Wu Xie felt sick. He knew that this was good medicine, meant only for Xiaoge's benefice and general well-being, but it hurt to see. 

"Just gonna clean you up a bit now, might sting, won't last, all good! Thank you for your cooperation sir," concluded the nurse. 

Unconsciously, Wu Xie had dug his fingernails into Pangzi's arms, but his grip relaxed as the gentle voice soothed them all. He was glad, so very, very glad that this kind man was the one assigned to Xiaoge, and that he had the harpy. He could have done without her, of course, but he'd rather Xiaoge had this guy. 

"Were you with him?" the nurse asked when he straightened up. 

"Uh?" 

"You don't look too good either, sir, no offence." 

"Ah, yes." 

"Kinda look like you both got dragged through a hedge backwards." 

"Yes, that's the general idea." 

"Your guy even had a broken ankle when he got there, but didn't respond to pain stimuli. We only saw it when we x-rayed him from head to toe. Broken toes as well, come to think of it, at least two. Better keep this one away from the mountains, right?" he laughed.

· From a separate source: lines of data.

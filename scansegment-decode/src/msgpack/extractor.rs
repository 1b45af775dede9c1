const LENGTH_PREFIX_LEN: usize = 4;
const CRC_LEN: usize = 4;

/// Telegrams longer than this are considered implausible and trigger a resync rather than an
/// attempt to buffer gigabytes of misaligned stream.
const MAX_TELEGRAM_LEN: usize = 16 * 1024 * 1024;

#[derive(Debug, Clone, Copy, PartialEq, Eq)]
enum State {
    ReadLength,
    ReadBody { body_len: usize },
    ReadCrc { body_len: usize },
}

/// Re-frames a byte stream of length-prefixed MSGPACK telegrams into individual, CRC-terminated
/// telegram blobs.
///
/// Frame: 4-byte big-endian length `N`, `N` bytes of MSGPACK body, 4-byte CRC. Unlike the COMPACT
/// extractor there is no magic to scan for, so an implausible length (zero, or past
/// [MAX_TELEGRAM_LEN]) instead triggers a one-byte resync.
pub struct MsgpackStreamExtractor {
    buffer: Vec<u8>,
    state: State,
}

impl Default for MsgpackStreamExtractor {
    fn default() -> Self {
        Self::new()
    }
}

impl MsgpackStreamExtractor {
    pub fn new() -> Self {
        Self {
            buffer: Vec::new(),
            state: State::ReadLength,
        }
    }

    /// Appends newly-received bytes to the extractor's internal buffer.
    pub fn feed(&mut self, bytes: &[u8]) {
        self.buffer.extend_from_slice(bytes);
    }

    /// Attempts to extract the next fully-framed telegram. Returns `None` when more bytes are
    /// needed.
    pub fn next_telegram(&mut self) -> Option<Vec<u8>> {
        loop {
            match self.state {
                State::ReadLength => {
                    if self.buffer.len() < LENGTH_PREFIX_LEN {
                        return None;
                    }
                    let l = &self.buffer[..LENGTH_PREFIX_LEN];
                    let body_len = u32::from_be_bytes([l[0], l[1], l[2], l[3]]) as usize;
                    if body_len == 0 || body_len > MAX_TELEGRAM_LEN {
                        // Resync: this wasn't really a length prefix. Drop one byte and retry.
                        log::debug!("msgpack extractor: resync, implausible length prefix {body_len}");
                        self.buffer.drain(..1);
                        continue;
                    }
                    log::trace!("msgpack extractor: ReadLength -> ReadBody (body_len={body_len})");
                    self.buffer.drain(..LENGTH_PREFIX_LEN);
                    self.state = State::ReadBody { body_len };
                }
                State::ReadBody { body_len } => {
                    if self.buffer.len() < body_len {
                        return None;
                    }
                    log::trace!("msgpack extractor: ReadBody -> ReadCrc");
                    self.state = State::ReadCrc { body_len };
                }
                State::ReadCrc { body_len } => {
                    if self.buffer.len() < body_len + CRC_LEN {
                        return None;
                    }
                    let telegram = self.buffer[..body_len + CRC_LEN].to_vec();
                    self.buffer.drain(..body_len + CRC_LEN);
                    log::trace!("msgpack extractor: ReadCrc -> Emit ({} bytes)", telegram.len());
                    self.state = State::ReadLength;
                    return Some(telegram);
                }
            }
        }
    }
}

impl crate::StreamExtractor for MsgpackStreamExtractor {
    fn feed(&mut self, bytes: &[u8]) {
        MsgpackStreamExtractor::feed(self, bytes)
    }

    fn next_telegram(&mut self) -> Option<Vec<u8>> {
        MsgpackStreamExtractor::next_telegram(self)
    }
}
//!
//! Contains the Result and Error types for scan-segment telegram decoding.
//!

use crate::BinaryData;
use thiserror::Error as ThisError;

pub type Result<T> = std::result::Result<T, Error>;

#[derive(ThisError, Debug, Clone, PartialEq, Eq)]
pub enum Error {
    #[error("malformed telegram: {0}")]
    MalformedTelegram(String),

    #[error("unsupported COMPACT version {version}, expected 4")]
    UnsupportedVersion { version: u32 },

    /// The telegram's declared CRC doesn't match one computed over its covered bytes. `telegram`
    /// retains the whole offending buffer for diagnostics; its `Debug` impl prints a length/hash/
    /// sample summary rather than the full bytes, so logging a batch of these never floods a log
    /// file with raw telegram dumps.
    #[error("CRC mismatch: expected {expected:#010x}, computed {computed:#010x}")]
    CrcMismatch {
        expected: u32,
        computed: u32,
        telegram: BinaryData<Vec<u8>>,
    },

    #[error("missing required field {0}")]
    MissingField(&'static str),

    #[error("field {field} has wrong type: expected {expected}")]
    TypeMismatch {
        field: &'static str,
        expected: &'static str,
    },
}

Wu Xie blinked in stunned silence, unable to formulate a response. How could he begin to explain what kind of person Xiaoge was? That yes, he would very much like to keep Xiaoge away from moutains, or at least from one mountain in particular for the rest of their hopefully long lives, but also that Xiaoge was … well, sort of extraordinary. That he was both the strangest and the best of men. That he was the kind of person who would run on apparently multiple fractures with a crazy head wound just to protect him. That Xiaoge was… 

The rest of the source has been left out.